Un gazebo per i tamponi rapidi allestito nel centro commerciale di Rimini Le Befane, tra i più grandi della Romagna è stato perquisito ieri pomeriggio dai Carabinieri Nas di Bologna e i kit per i test Covid sono stati sequestrati. Pesanti i reati contestati dalla Procura: truffa e tentata istigazione alla corruzione ipotesi da verifica durante le indagini ma il sospetto degli inquirenti è che i tamponi venissero somministrati senza l’autorizzazione amministrativa e che gli utenti venissero ingannati sul rilascio del Green Pass.

Inoltre Inoltre, sempre secondo l’ipotesi fatta dagli inquirenti, la società avrebbe proposto un compenso a un medico di base per inserire nel portale nazionale i dati relativi ai test rapidi così che avrebbero prodotto il certificato verde. per le persone che si sottoponevano a tampone.

Il gazebo in questione era stato allestito settimane fa nel più grande centro commerciale del capoluogo romagnolo con l’obiettivo di fornire il servizio di test ai clienti e in forma gratuita ai dipendenti del supermercato Conad che ha sede nei suoi locali. Il gazebo è gestito dalla società milanese Helpcodelife  – difesa dagli avvocati Marco Bosco e Thomas Coppola – che questa estate aveva già gestito diversi punti per i test rapidi anche ad Aquafan. Lo scorso 13 ottobre il direttore de “Le Befane” aveva commentato così l’avvio del servizio per i tamponi. Siamo stati contattati da una realtà che si occupa di fare tamponi e che in estate è stata attiva anche sul territorio della provincia. Al fine di dare un servizio utile alla comunità, in considerazione che il tampone serve tanto ai vaccinati – magari per affrontare un viaggio – che ai non vaccinati – per esempio per lavorare, etc. – abbiamo dato disponibilità di farlo. Rispetto al mercato, il prezzo sarà un po’ calmierato”.
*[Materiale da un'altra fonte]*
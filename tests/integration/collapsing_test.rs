//! Full-pipeline collapsing tests: high-frequency actions dispatched
//! through the store fold into groups, and the folded history renders and
//! diffs correctly.

use super::{instrumented_store, state_value, NotificationCounter};
use serde_json::json;
use std::sync::atomic::Ordering;
use std::sync::Arc;
use store_devtools::inspector::{format_history_list, format_step_details};
use store_devtools::models::Action;
use store_devtools::recorder::CollapseRegistry;
use store_devtools::store::Dispatcher;

#[test]
fn test_per_frame_actions_fold_into_one_entry() {
    let (mut store, recorder) = instrumented_store(CollapseRegistry::with_kinds(["tick"]));
    let counter = NotificationCounter::default();
    let added = Arc::clone(&counter.added);
    recorder
        .lock()
        .expect("recorder lock")
        .add_observer(Box::new(counter));

    store.dispatch(Action::data("score", json!(1)));
    for _ in 0..60 {
        store.dispatch(Action::data("tick", json!(null)));
    }
    store.dispatch(Action::data("score", json!(2)));

    let recorder = recorder.lock().expect("recorder lock");
    assert_eq!(recorder.len(), 3);

    let group = recorder.step_at(1).expect("group");
    assert_eq!(group.collapsed_count, 60);
    assert_eq!(group.members().map(|m| m.len()), Some(60));
    // The group's representative state is the latest member's.
    assert_eq!(group.state.frame, 60);

    // Two genuine appends around the run, one for its first tick.
    assert_eq!(added.load(Ordering::SeqCst), 3);
}

#[test]
fn test_members_keep_their_individual_states() {
    let (mut store, recorder) = instrumented_store(CollapseRegistry::with_kinds(["tick"]));

    for _ in 0..3 {
        store.dispatch(Action::data("tick", json!(null)));
    }

    let recorder = recorder.lock().expect("recorder lock");
    let members = recorder.step_at(0).expect("group").members().expect("members");
    let frames: Vec<u64> = members.iter().map(|m| m.state.frame).collect();
    assert_eq!(frames, vec![1, 2, 3]);
}

#[test]
fn test_interleaved_kinds_do_not_fold() {
    let (mut store, recorder) =
        instrumented_store(CollapseRegistry::with_kinds(["tick", "score"]));

    store.dispatch(Action::data("tick", json!(null)));
    store.dispatch(Action::data("score", json!(1)));
    store.dispatch(Action::data("tick", json!(null)));

    let recorder = recorder.lock().expect("recorder lock");
    assert_eq!(recorder.len(), 3);
    assert!(recorder.steps().iter().all(|s| s.collapsed_count == 0));
}

#[test]
fn test_group_renders_in_list_and_detail_views() {
    let (mut store, recorder) = instrumented_store(CollapseRegistry::with_kinds(["tick"]));

    store.dispatch(Action::data("tick", json!(null)));
    store.dispatch(Action::data("tick", json!(null)));

    let recorder = recorder.lock().expect("recorder lock");
    let lines = format_history_list(recorder.steps());
    assert_eq!(lines.len(), 1);
    assert!(lines[0].starts_with("tick x2"));

    let details = format_step_details(recorder.step_at(0).expect("group"), None);
    assert!(details.contains("Collapsed actions: 2"));
    assert!(details.contains("1. tick"));
}

#[test]
fn test_diff_between_consecutive_steps() {
    let (mut store, recorder) = instrumented_store(CollapseRegistry::new());

    store.dispatch(Action::data("score", json!(10)));
    store.dispatch(Action::data("score", json!(7)));

    let recorder = recorder.lock().expect("recorder lock");
    let previous = state_value(recorder.step_at(0).expect("first"));
    let second = recorder.step_at(1).expect("second");

    let diff = second.diff_json(&previous);
    let diff = diff.as_ref().as_ref().expect("states differ");
    assert_eq!(diff["score"]["changed"]["from"], json!(10));
    assert_eq!(diff["score"]["changed"]["to"], json!(17));
    assert!(diff.get("frame").is_none());

    // Memoized: the second request returns the identical cached allocation.
    let again = second.diff_json(&previous);
    assert!(Arc::ptr_eq(&second.diff_json(&previous), &again));
}

#[test]
fn test_group_growth_refreshes_serialized_state() {
    let (mut store, recorder) = instrumented_store(CollapseRegistry::with_kinds(["tick"]));

    store.dispatch(Action::data("tick", json!(null)));
    store.dispatch(Action::data("tick", json!(null)));
    {
        let recorder = recorder.lock().expect("recorder lock");
        let group = recorder.step_at(0).expect("group");
        assert_eq!(group.state_json()["frame"], json!(2));
    }

    // Growing the group advances the representative state; the memoized
    // form is recomputed, not served stale.
    store.dispatch(Action::data("tick", json!(null)));
    let recorder = recorder.lock().expect("recorder lock");
    let group = recorder.step_at(0).expect("group");
    assert_eq!(group.state_json()["frame"], json!(3));
}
Gli avvocati Bosco e Coppola hanno spiegato che «La Helpcodelife esegue tamponi con test di ultima generazione. Le operazioni venivano eseguite da infermieri autorizzati e un medico abilitato avviava il procedimento per il rilascio del Green pass. Si tratta inoltre di una società con tutti i requisiti professionali e aziendali già autorizzata dalla Regione Lombardia. Infine si sono avvalsi di un protocollo di coordinamento con con il Pronto Soccorso dell’Ospedale Rimini in caso di positivi al Covid. Adesso attendiamo gli sviluppi, ma da un punto di vista difensivo non c’è alcun abuso nel praticare un prezzo `sociale´ per aiuto a chi sta cercando di superare la difficoltà Covid».